Transitioning to value-based healthcare models comes with growing pains. In particular, the issue arises of how to best treat patients within a value-based model that 1. keeps patients healthy, and 2. allows the risk-based organization to financially work. At that intersection is where social determinants of health (SDoH) come into play.
Research documents the impact of SDoH on health outcomes, making consideration of them essential for treating patients comprehensively and effectively. Success includes considering SDoH in a way that both drives patient health outcomes and increases a risk-based organization’s bottom line.
Providers have a lot on their plates, with burnout lingering from the pandemic and staffing shortages throughout the industry. With emerging incentives that prioritize SDoH, neither providers nor ROI have to be sacrificed for the sake of delivering value-based care.
Systems that incorporate SDoH at the onset allow for holistic evaluation of each patient. Successful ones deliver personalized intervention recommendations built on each person’s unique SDoH, making the recommendations more relevant – and thus more effective.

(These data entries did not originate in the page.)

use std::path::PathBuf;
use std::sync::Arc;
use std::sync::atomic::{AtomicUsize, Ordering};
use std::time::Duration;

use tokio::sync::mpsc;
use tokio::task::JoinHandle;
use tokio_util::sync::CancellationToken;

use super::brain::{AiBackend, rephrase_prompt};
use super::display::DisplayUpdate;
use super::dispatcher::{SpeechCommand, SpeechQueue};
use super::playback::AudioSink;
use super::request::{SpeechRequest, long_enough};
use super::scratch::remove_clip;
use super::synth::{RetryPolicy, SpeechSynthesizer, VoiceParams, synthesize_with_retry};
use crate::config::{SpeechCfg, Tuning};

/// Bubble durations for the two kinds of text.
#[derive(Debug, Clone, Copy, PartialEq)]
pub struct DisplayTimings {
    /// AI answer to an explicit user question.
    pub ai_reply: Duration,
    /// Scripted lines, rephrased lines and fallbacks.
    pub reaction: Duration,
}

impl From<&Tuning> for DisplayTimings {
    fn from(t: &Tuning) -> Self {
        Self {
            ai_reply: Duration::from_secs(t.ai_reply_display_secs),
            reaction: Duration::from_secs(t.reaction_display_secs),
        }
    }
}

/// Everything the actor needs besides its queue.
pub struct SpeechWorkerConfig {
    pub voice: VoiceParams,
    pub retry: RetryPolicy,
    pub timings: DisplayTimings,
    pub min_chars: usize,
}

impl SpeechWorkerConfig {
    pub fn new(speech: &SpeechCfg, tuning: &Tuning) -> Self {
        Self {
            voice: VoiceParams::from(speech),
            retry: RetryPolicy::new(tuning.synth_max_attempts, Duration::from_millis(tuning.synth_retry_delay_ms)),
            timings: DisplayTimings::from(tuning),
            min_chars: tuning.min_speech_chars,
        }
    }
}

/// Decrements the pending counter when a request is done, however it ends.
struct PendingGuard(Arc<AtomicUsize>);

impl Drop for PendingGuard {
    fn drop(&mut self) {
        self.0.fetch_sub(1, Ordering::SeqCst);
    }
}

/// The single consumer of the speech queue. Requests are handled strictly
/// one at a time, so speech clips never overlap.
pub struct SpeechWorker {
    rx: SpeechQueue,
    ai: Option<AiBackend>,
    synth: Arc<dyn SpeechSynthesizer>,
    sink: Arc<dyn AudioSink>,
    display_tx: mpsc::Sender<DisplayUpdate>,
    pending: Arc<AtomicUsize>,
    cfg: SpeechWorkerConfig,
    effect: Option<JoinHandle<()>>,
}

impl SpeechWorker {
    pub fn new(
        rx: SpeechQueue,
        pending: Arc<AtomicUsize>,
        ai: Option<AiBackend>,
        synth: Arc<dyn SpeechSynthesizer>,
        sink: Arc<dyn AudioSink>,
        display_tx: mpsc::Sender<DisplayUpdate>,
        cfg: SpeechWorkerConfig,
    ) -> Self {
        Self { rx, ai, synth, sink, display_tx, pending, cfg, effect: None }
    }

    pub fn spawn(self, token: CancellationToken) -> JoinHandle<()> {
        tokio::spawn(self.run(token))
    }

    /// Consume commands until the queue closes or `token` is cancelled.
    pub async fn run(mut self, token: CancellationToken) {
        tracing::info!(ai = self.ai.as_ref().map(AiBackend::name), "speech actor started");
        loop {
            let cmd = tokio::select! {
                _ = token.cancelled() => break,
                cmd = self.rx.recv() => match cmd {
                    Some(cmd) => cmd,
                    None => break,
                },
            };
            match cmd {
                SpeechCommand::Speak(request) => {
                    let _done = PendingGuard(Arc::clone(&self.pending));
                    tokio::select! {
                        _ = token.cancelled() => break,
                        _ = self.speak(request) => {}
                    }
                }
                SpeechCommand::Effect(clip) => self.start_effect(clip).await,
            }
        }
        self.stop_effect().await;
        tracing::info!("speech actor stopped");
    }

    async fn speak(&mut self, request: SpeechRequest) {
        let seq = request.seq;
        let (text, from_ai) = self.resolve(&request).await;

        if !long_enough(&text, self.cfg.min_chars) {
            tracing::debug!(seq, text = %text, "resolved text too short, skipped");
            return;
        }

        let duration = if request.is_ai_query && from_ai {
            self.cfg.timings.ai_reply
        } else {
            self.cfg.timings.reaction
        };
        let update = DisplayUpdate { seq, text: text.clone(), duration };
        if let Err(e) = self.display_tx.try_send(update) {
            tracing::warn!(seq, error = %e, "bubble update dropped");
        }

        let clip = match synthesize_with_retry(self.synth.as_ref(), &text, &self.cfg.voice, self.cfg.retry).await {
            Ok(clip) => clip,
            Err(e) => {
                tracing::warn!(seq, error = %e, "speech not synthesized, shown as text only");
                return;
            }
        };

        // speech pre-empts any effect still playing
        self.stop_effect().await;
        tracing::info!(seq, kind = ?request.kind, "speaking");
        if let Err(e) = self.sink.play(&clip).await {
            tracing::warn!(seq, error = %e, "speech playback failed");
        }
        remove_clip(&clip).await;
    }

    /// AI text when a backend answers, else the request's fallback.
    async fn resolve(&self, request: &SpeechRequest) -> (String, bool) {
        let Some(ai) = &self.ai else {
            return (request.fallback_text.clone(), false);
        };
        let prompt = if request.is_ai_query {
            request.text_or_prompt.clone()
        } else {
            rephrase_prompt(&request.text_or_prompt)
        };
        match ai.ask(&prompt, &request.context).await {
            Ok(reply) => (reply, true),
            Err(e) => {
                tracing::warn!(seq = request.seq, kind = e.kind(), error = %e, "ai backend failed, using fallback");
                (request.fallback_text.clone(), false)
            }
        }
    }

    async fn start_effect(&mut self, clip: PathBuf) {
        self.stop_effect().await;
        let sink = Arc::clone(&self.sink);
        self.effect = Some(tokio::spawn(async move {
            if let Err(e) = sink.play(&clip).await {
                tracing::debug!(clip = %clip.display(), error = %e, "sound effect failed");
            }
        }));
    }

    async fn stop_effect(&mut self) {
        if let Some(handle) = self.effect.take() {
            handle.abort();
            let _ = handle.await;
        }
    }
}
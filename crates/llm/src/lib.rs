//! LLM backends for the pet's chat feature.
//!
//! `provider` defines the backend-neutral request/response types and the
//! [`provider::LlmProvider`] trait; `http` talks to OpenAI-compatible chat
//! completion APIs and `local` to an Ollama-style local inference server.

pub mod http;
pub mod local;
pub mod provider;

Here’s how that translates to successful value-based care delivery: a system considers SDoH from the onset, rather than a non-billable service. As a result, the models can deliver customized, evidenced-based targeted intervention recommendations for each patient to the provider. With each new patient, the platform dynamically adjusts, so the provider always has up-to-date, relevant recommendations for patients. This helps with delivering quality comprehensive care that accounts for the SDoH factors impacting patients, so they stay healthier. All of this adds up to better health outcomes for patients, improved measurable ROI for the risk-bearing organization, and providers who have a platform that works for them.
Such support is how we clear the road for risk-bearing organizations to be successful as we move towards a value-based framework.